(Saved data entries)
- - - - -

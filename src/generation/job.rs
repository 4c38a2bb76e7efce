use chrono::{DateTime, Utc};
use serde::{Deserialize, Serialize};
use std::fmt;
use tracing::{debug, warn};

use crate::generation::ProviderJobState;

#[derive(Debug, Clone, Copy, PartialEq, Eq, Hash, Serialize, Deserialize)]
#[serde(rename_all = "lowercase")]
pub enum JobStatus {
    Queued,
    Running,
    Succeeded,
    Failed,
    Cancelled,
}

impl JobStatus {
    pub fn is_terminal(self) -> bool {
        matches!(self, JobStatus::Succeeded | JobStatus::Failed | JobStatus::Cancelled)
    }

    /// Position in `queued -> running -> terminal`.
    fn rank(self) -> u8 {
        match self {
            JobStatus::Queued => 0,
            JobStatus::Running => 1,
            JobStatus::Succeeded | JobStatus::Failed | JobStatus::Cancelled => 2,
        }
    }
}

impl fmt::Display for JobStatus {
    fn fmt(&self, f: &mut fmt::Formatter<'_>) -> fmt::Result {
        let name = match self {
            JobStatus::Queued => "queued",
            JobStatus::Running => "running",
            JobStatus::Succeeded => "succeeded",
            JobStatus::Failed => "failed",
            JobStatus::Cancelled => "cancelled",
        };
        f.write_str(name)
    }
}

/// Local view of a remote generation job. Only moves forward.
#[derive(Debug, Clone, PartialEq, Serialize, Deserialize)]
pub struct GenerationJob {
    pub job_id: String,
    pub status: JobStatus,
    pub prompt: String,
    pub created_at: DateTime<Utc>,
    pub updated_at: DateTime<Utc>,
    #[serde(default, skip_serializing_if = "Option::is_none")]
    pub result_url: Option<String>,
    #[serde(default, skip_serializing_if = "Option::is_none")]
    pub error: Option<String>,
}

impl GenerationJob {
    pub fn new(job_id: impl Into<String>, prompt: impl Into<String>) -> Self {
        let now = Utc::now();
        Self {
            job_id: job_id.into(),
            status: JobStatus::Queued,
            prompt: prompt.into(),
            created_at: now,
            updated_at: now,
            result_url: None,
            error: None,
        }
    }

    /// Applies a provider report. Returns false when the report would move
    /// the job backwards or the job is already terminal.
    pub fn apply(&mut self, state: &ProviderJobState) -> bool {
        if state.job_id != self.job_id {
            warn!("Ignoring status for job {} on job {}", state.job_id, self.job_id);
            return false;
        }
        if self.status.is_terminal() || state.status.rank() < self.status.rank() {
            debug!(
                "Ignoring {} -> {} for job {}",
                self.status, state.status, self.job_id
            );
            return false;
        }

        if state.status != self.status {
            debug!("Job {} {} -> {}", self.job_id, self.status, state.status);
        }
        self.status = state.status;
        if state.result_url.is_some() {
            self.result_url = state.result_url.clone();
        }
        if state.error.is_some() {
            self.error = state.error.clone();
        }
        self.updated_at = Utc::now();
        true
    }

    /// Local cancellation after a deadline or caller cancel.
    pub fn mark_cancelled(&mut self, reason: impl Into<String>) {
        if !self.status.is_terminal() {
            self.status = JobStatus::Cancelled;
            self.error = Some(reason.into());
            self.updated_at = Utc::now();
        }
    }
}
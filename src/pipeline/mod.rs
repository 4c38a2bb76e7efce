pub mod cancel;
pub mod diagnostics;
pub mod orchestrator;
pub mod types;


pub use cancel::{CancelHandle, CancelSignal};
pub use diagnostics::{DiagnosticsRecorder, EventKind, RunDiagnostics, RunId, Stage, StageEvent};
pub use orchestrator::{build_prompt, PipelineOrchestrator};
pub use types::{parse_absolute_url, FailureReport, GenerationOptions, SourceRequest, VideoArtifact};
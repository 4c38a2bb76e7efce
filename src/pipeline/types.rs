use chrono::{DateTime, Utc};
use reqwest::Url;
use serde::{Deserialize, Serialize};
use std::path::PathBuf;

use crate::config::PipelineConfig;
use crate::error::{PipelineError, RecoveryStrategy, Result};
use crate::pipeline::diagnostics::{RunDiagnostics, RunId, Stage};
use crate::scraper::ScrapedImage;
use crate::summarizer::PageSummary;

/// Per-request generation settings.
#[derive(Debug, Clone, PartialEq, Serialize, Deserialize)]
pub struct GenerationOptions {
    pub max_images: usize,
    pub max_summary_chars: usize,
    pub duration_seconds: u32,
    #[serde(default, skip_serializing_if = "Option::is_none")]
    pub prompt_template: Option<String>,
}

impl GenerationOptions {
    pub fn from_config(config: &PipelineConfig) -> Self {
        Self {
            max_images: config.default_max_images,
            max_summary_chars: config.default_max_summary_chars,
            duration_seconds: config.default_duration_seconds,
            prompt_template: None,
        }
    }
}

impl Default for GenerationOptions {
    fn default() -> Self {
        Self::from_config(&PipelineConfig::default())
    }
}

/// One pipeline input. Immutable once built.
#[derive(Debug, Clone, PartialEq, Serialize, Deserialize)]
#[serde(try_from = "UncheckedSourceRequest")]
pub struct SourceRequest {
    url: String,
    options: GenerationOptions,
}

#[derive(Deserialize)]
struct UncheckedSourceRequest {
    url: String,
    options: GenerationOptions,
}

impl TryFrom<UncheckedSourceRequest> for SourceRequest {
    type Error = PipelineError;

    fn try_from(raw: UncheckedSourceRequest) -> Result<Self> {
        Self::new(raw.url, raw.options)
    }
}

impl SourceRequest {
    pub fn new(url: impl Into<String>, options: GenerationOptions) -> Result<Self> {
        let url = url.into();
        parse_absolute_url(&url)?;

        if options.max_summary_chars == 0 {
            return Err(PipelineError::InvalidRequest(
                "max_summary_chars must be greater than 0".to_string(),
            ));
        }
        if let Some(template) = &options.prompt_template {
            if !template.contains("{summary}") {
                return Err(PipelineError::InvalidRequest(
                    "prompt_template must contain a {summary} placeholder".to_string(),
                ));
            }
        }

        Ok(Self { url, options })
    }

    pub fn url(&self) -> &str {
        &self.url
    }

    pub fn parsed_url(&self) -> Result<Url> {
        parse_absolute_url(&self.url)
    }

    pub fn options(&self) -> &GenerationOptions {
        &self.options
    }
}

pub fn parse_absolute_url(raw: &str) -> Result<Url> {
    let url = Url::parse(raw)
        .map_err(|e| PipelineError::InvalidRequest(format!("'{}' is not a valid URL: {}", raw, e)))?;

    match url.scheme() {
        "http" | "https" if url.host_str().is_some() => Ok(url),
        _ => Err(PipelineError::InvalidRequest(format!(
            "'{}' must be an absolute http(s) URL",
            raw
        ))),
    }
}

/// Output of a successful run. Written once; never modified afterwards.
#[derive(Debug, Clone, Serialize, Deserialize)]
pub struct VideoArtifact {
    pub local_path: PathBuf,
    #[serde(default, skip_serializing_if = "Option::is_none")]
    pub metadata_path: Option<PathBuf>,
    pub duration_seconds: f64,
    pub source_request: SourceRequest,
    pub generation_job_id: String,
    pub run_id: RunId,
    pub prompt: String,
    pub size_bytes: u64,
    pub created_at: DateTime<Utc>,
    pub images: Vec<ScrapedImage>,
    pub summary: PageSummary,
    pub diagnostics: RunDiagnostics,
}

/// Serializable view of a failed run, for callers that render errors.
#[derive(Debug, Clone, Serialize, Deserialize)]
pub struct FailureReport {
    #[serde(default, skip_serializing_if = "Option::is_none")]
    pub stage: Option<Stage>,
    #[serde(default, skip_serializing_if = "Option::is_none")]
    pub job_id: Option<String>,
    pub error: String,
    pub cause: String,
    pub retryable: bool,
    #[serde(default, skip_serializing_if = "Option::is_none")]
    pub diagnostics: Option<RunDiagnostics>,
}

impl From<&PipelineError> for FailureReport {
    fn from(err: &PipelineError) -> Self {
        let diagnostics = match err {
            PipelineError::PipelineAborted { diagnostics, .. } => Some(diagnostics.clone()),
            _ => None,
        };
        Self {
            stage: err.stage(),
            job_id: err.job_id().map(str::to_string),
            error: err.to_string(),
            cause: err.root_cause().to_string(),
            retryable: err.recovery_strategy() != RecoveryStrategy::Abort,
            diagnostics,
        }
    }
}
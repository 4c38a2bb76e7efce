use chrono::{DateTime, Utc};
use serde::{Deserialize, Serialize};
use std::fmt;
use std::sync::Arc;
use tokio::sync::Mutex;
use tracing::{info, warn};
use uuid::Uuid;

pub type RunId = Uuid;

#[derive(Debug, Clone, Copy, PartialEq, Eq, Hash, Serialize, Deserialize)]
#[serde(rename_all = "snake_case")]
pub enum Stage {
    Scrape,
    Extract,
    Prompt,
    Submit,
    Generate,
    Persist,
}

impl fmt::Display for Stage {
    fn fmt(&self, f: &mut fmt::Formatter<'_>) -> fmt::Result {
        let name = match self {
            Stage::Scrape => "scrape",
            Stage::Extract => "extract",
            Stage::Prompt => "prompt",
            Stage::Submit => "submit",
            Stage::Generate => "generate",
            Stage::Persist => "persist",
        };
        f.write_str(name)
    }
}

#[derive(Debug, Clone, Copy, PartialEq, Eq, Serialize, Deserialize)]
#[serde(rename_all = "snake_case")]
pub enum EventKind {
    Info,
    Retry,
    Fallback,
    Failure,
}

#[derive(Debug, Clone, Serialize, Deserialize)]
pub struct StageEvent {
    pub stage: Stage,
    pub kind: EventKind,
    pub message: String,
    pub at: DateTime<Utc>,
}

/// Snapshot of every retry and fallback decision taken during one run.
#[derive(Debug, Clone, Serialize, Deserialize)]
pub struct RunDiagnostics {
    pub run_id: RunId,
    pub events: Vec<StageEvent>,
}

impl RunDiagnostics {
    pub fn new() -> Self {
        Self::with_run_id(Uuid::new_v4())
    }

    pub fn with_run_id(run_id: RunId) -> Self {
        Self {
            run_id,
            events: Vec::new(),
        }
    }

    pub fn fallbacks(&self) -> impl Iterator<Item = &StageEvent> {
        self.events.iter().filter(|e| e.kind == EventKind::Fallback)
    }

    pub fn has_fallback(&self, stage: Stage) -> bool {
        self.fallbacks().any(|e| e.stage == stage)
    }
}

impl Default for RunDiagnostics {
    fn default() -> Self {
        Self::new()
    }
}

/// Shared handle stages use to append events while running concurrently.
#[derive(Debug, Clone)]
pub struct DiagnosticsRecorder {
    inner: Arc<Mutex<RunDiagnostics>>,
    run_id: RunId,
}

impl DiagnosticsRecorder {
    pub fn new(run_id: RunId) -> Self {
        Self {
            inner: Arc::new(Mutex::new(RunDiagnostics::with_run_id(run_id))),
            run_id,
        }
    }

    pub fn run_id(&self) -> RunId {
        self.run_id
    }

    pub async fn record(&self, stage: Stage, kind: EventKind, message: impl Into<String>) {
        let message = message.into();
        match kind {
            EventKind::Fallback | EventKind::Failure => {
                warn!("run {} [{}] {:?}: {}", self.run_id, stage, kind, message)
            }
            _ => info!("run {} [{}] {:?}: {}", self.run_id, stage, kind, message),
        }

        let mut diagnostics = self.inner.lock().await;
        diagnostics.events.push(StageEvent {
            stage,
            kind,
            message,
            at: Utc::now(),
        });
    }

    pub async fn fallback(&self, stage: Stage, message: impl Into<String>) {
        self.record(stage, EventKind::Fallback, message).await
    }

    pub async fn retry(&self, stage: Stage, message: impl Into<String>) {
        self.record(stage, EventKind::Retry, message).await
    }

    pub async fn snapshot(&self) -> RunDiagnostics {
        self.inner.lock().await.clone()
    }
}

impl Default for DiagnosticsRecorder {
    fn default() -> Self {
        Self::new(Uuid::new_v4())
    }
}

#[cfg(test)]
mod tests {
    use super::*;

    #[tokio::test]
    async fn test_recorder_keeps_order_across_clones() {
        let recorder = DiagnosticsRecorder::default();
        let other = recorder.clone();

        recorder.retry(Stage::Scrape, "navigation timed out").await;
        other.fallback(Stage::Extract, "summarizer unreachable").await;

        let snapshot = recorder.snapshot().await;
        assert_eq!(snapshot.run_id, recorder.run_id());
        assert_eq!(snapshot.events.len(), 2);
        assert_eq!(snapshot.events[0].kind, EventKind::Retry);
        assert!(snapshot.has_fallback(Stage::Extract));
        assert!(!snapshot.has_fallback(Stage::Scrape));
    }

    #[test]
    fn test_stage_display() {
        assert_eq!(Stage::Generate.to_string(), "generate");
        assert_eq!(serde_json::to_string(&Stage::Extract).unwrap(), "\"extract\"");
    }
}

- - - - -

* [What you are asked to do]
Number of lines above containing the word "struct": state it and add nothing else.

* [Solved exercise]
9